瞬間,世界安靜了。如意怔怔的看著聲音傳來的方向。整個人像傻掉了一樣。溫熱的淚緩緩的流下來。

是他麽?他終於肯回來了?她掙開白敬遲的手。踉踉蹌蹌的帶著不敢置信的驚喜走到高臺邊。然後.然後看著人群中自動分出一條路來。

然後看著她的韓先生她的hero緩緩的從人群中走來,段景軒在後面推著他一步一步靠近自己。

莊逸、韓林、韓木也不自覺的站起來,看著緩慢朝這邊的過來的男人,緩緩朝他走去。眼眶發紅,哽咽的跳下高臺。來到韓子狐身邊,恭恭敬敬的齊聲喊道:“爺!!”

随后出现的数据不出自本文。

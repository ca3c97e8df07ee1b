use super::*;

const DATE_FORMATS: &[&str] = &["%d/%m/%Y", "%d.%m.%Y", "%d-%m-%Y", "%Y-%m-%d"];

const ROMANIAN_MONTHS: [&str; 12] = [
    "ianuarie",
    "februarie",
    "martie",
    "aprilie",
    "mai",
    "iunie",
    "iulie",
    "august",
    "septembrie",
    "octombrie",
    "noiembrie",
    "decembrie",
];

const MAX_ACT_TYPE_CHARS: usize = 60;

// Gazette lines share the "<words> nr. X din DATE" shape.
const NON_ACT_PREFIXES: &[&str] = &["MONITORUL", "PUBLICAT"];

#[derive(Debug)]
struct Denomination {
    act_type: String,
    act_number: String,
    date_text: Option<String>,
    number_year: Option<i32>,
    title: String,
}

pub(crate) fn extract_metadata(
    document: &SourceDocument,
    patterns: &MarkerPatterns,
    source_url: &str,
) -> Result<(ActMetadata, Vec<Anomaly>), ExtractError> {
    let mut anomalies = Vec::<Anomaly>::new();

    let from_marker = document
        .first_element_text(patterns, MarkerKind::Denomination)
        .and_then(|text| parse_denomination(&text, patterns));

    let denomination = match from_marker {
        Some(denomination) => denomination,
        None => {
            let denomination = document
                .header_lines()
                .iter()
                .find_map(|line| parse_denomination(line, patterns))
                .ok_or_else(|| ExtractError::MissingActIdentity {
                    source_url: source_url.to_string(),
                })?;
            anomalies.push(Anomaly {
                kind: AnomalyKind::MetadataFallback,
                severity: Severity::Info,
                message: "act denomination found by header text scan".to_string(),
                article_ordinal: None,
            });
            denomination
        }
    };

    let act_date = denomination.date_text.as_deref().and_then(parse_romanian_date);
    let year = act_date
        .map(|date| date.year())
        .or(denomination.number_year)
        .or_else(|| first_plausible_year(&denomination.title, patterns));

    if act_date.is_none() && (denomination.date_text.is_some() || year.is_none()) {
        anomalies.push(Anomaly {
            kind: AnomalyKind::DateUnparsed,
            severity: Severity::Warning,
            message: format!(
                "act date not recognized in '{}'",
                denomination.date_text.as_deref().unwrap_or(&denomination.title)
            ),
            article_ordinal: None,
        });
    }

    let (gazette_number, gazette_date) = extract_gazette(document, patterns);
    let issuing_authority = extract_issuer(document, patterns);

    let metadata = ActMetadata {
        act_type: denomination.act_type,
        act_number: denomination.act_number,
        act_date,
        year,
        title: denomination.title,
        issuing_authority,
        gazette_number,
        gazette_date,
    };

    Ok((metadata, anomalies))
}

fn parse_denomination(text: &str, patterns: &MarkerPatterns) -> Option<Denomination> {
    let text = normalize_whitespace(&normalize_diacritics(text));
    let captures = patterns.denomination.captures(&text)?;

    let act_type = captures.name("act_type")?.as_str().trim().to_uppercase();
    if act_type.is_empty()
        || act_type.chars().count() > MAX_ACT_TYPE_CHARS
        || NON_ACT_PREFIXES.iter().any(|word| act_type.contains(word))
    {
        return None;
    }

    let act_number = captures.name("number")?.as_str().to_string();
    let number_year = captures
        .name("number_year")
        .and_then(|m| m.as_str().parse::<i32>().ok());
    let date_text = captures.name("date").map(|m| m.as_str().to_string());

    Some(Denomination {
        act_type: normalize_whitespace(&act_type),
        act_number,
        date_text,
        number_year,
        title: text.clone(),
    })
}

/// Tries the numeric formats in priority order, then `30 aprilie 2024`.
pub(crate) fn parse_romanian_date(text: &str) -> Option<NaiveDate> {
    let text = text.trim();
    for format in DATE_FORMATS {
        if let Ok(date) = NaiveDate::parse_from_str(text, format) {
            return Some(date);
        }
    }

    let tokens = text.split_whitespace().collect::<Vec<&str>>();
    let [day, month, year] = tokens.as_slice() else {
        return None;
    };

    let month_name = month.to_lowercase();
    let month = ROMANIAN_MONTHS
        .iter()
        .position(|name| *name == month_name)? as u32
        + 1;
    let day = day.parse::<u32>().ok()?;
    let year = year.parse::<i32>().ok()?;

    NaiveDate::from_ymd_opt(year, month, day)
}

fn first_plausible_year(text: &str, patterns: &MarkerPatterns) -> Option<i32> {
    patterns
        .plausible_year
        .captures(text)
        .and_then(|captures| captures.name("year"))
        .and_then(|m| m.as_str().parse::<i32>().ok())
}

fn extract_gazette(
    document: &SourceDocument,
    patterns: &MarkerPatterns,
) -> (Option<String>, Option<NaiveDate>) {
    let candidates = [
        document.first_element_text(patterns, MarkerKind::PublicationBody),
        document.first_element_text(patterns, MarkerKind::Publication),
    ];

    let from_markers = candidates
        .into_iter()
        .flatten()
        .find_map(|text| parse_gazette(&text, patterns));

    let parsed = from_markers.or_else(|| {
        document
            .header_lines()
            .iter()
            .find_map(|line| parse_gazette(line, patterns))
    });

    match parsed {
        Some((number, date)) => (Some(number), date),
        None => {
            debug!("gazette reference not found");
            (None, None)
        }
    }
}

fn parse_gazette(text: &str, patterns: &MarkerPatterns) -> Option<(String, Option<NaiveDate>)> {
    let captures = patterns.gazette.captures(text)?;
    let number = normalize_whitespace(captures.name("number")?.as_str());
    let date = captures
        .name("date")
        .and_then(|m| parse_romanian_date(m.as_str()));
    Some((number, date))
}

fn extract_issuer(document: &SourceDocument, patterns: &MarkerPatterns) -> Option<String> {
    if let Some(body) = document.first_element_text(patterns, MarkerKind::IssuerBody) {
        return Some(body);
    }

    if let Some(issuer) = document
        .first_element_text(patterns, MarkerKind::Issuer)
        .and_then(|text| issuer_from_line(&text, patterns))
    {
        return Some(issuer);
    }

    let lines = document.header_lines();
    for (index, line) in lines.iter().enumerate() {
        let Some(captures) = patterns.issuer_line.captures(line) else {
            continue;
        };
        let inline = captures
            .name("issuer")
            .map(|m| m.as_str().trim())
            .unwrap_or("");
        if !inline.is_empty() {
            return Some(inline.to_string());
        }
        return lines.get(index + 1).cloned();
    }

    None
}

fn issuer_from_line(text: &str, patterns: &MarkerPatterns) -> Option<String> {
    let issuer = match patterns.issuer_line.captures(text) {
        Some(captures) => captures.name("issuer")?.as_str().trim().to_string(),
        None => text.trim().to_string(),
    };
    (!issuer.is_empty()).then_some(issuer)
}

韓子狐冷冷的瞟了他們一眼,那冰冷的眼神如鋼刀一樣掃過他們的臉。連片刻都沒停留看向高臺上那個朝思暮想、想的心都疼的女人。瞥見她身上那套大紅的喜服時,臉頓時黑了。神色陰郁如墨。眸光像噴火一樣。整個人就像是一個瀕臨暴怒的獅子。

該死!!連喜服都穿好了,他要是不來或者再晚來片刻,她是不是真的就嫁了?真當他死了麽??這個該死的女人!!!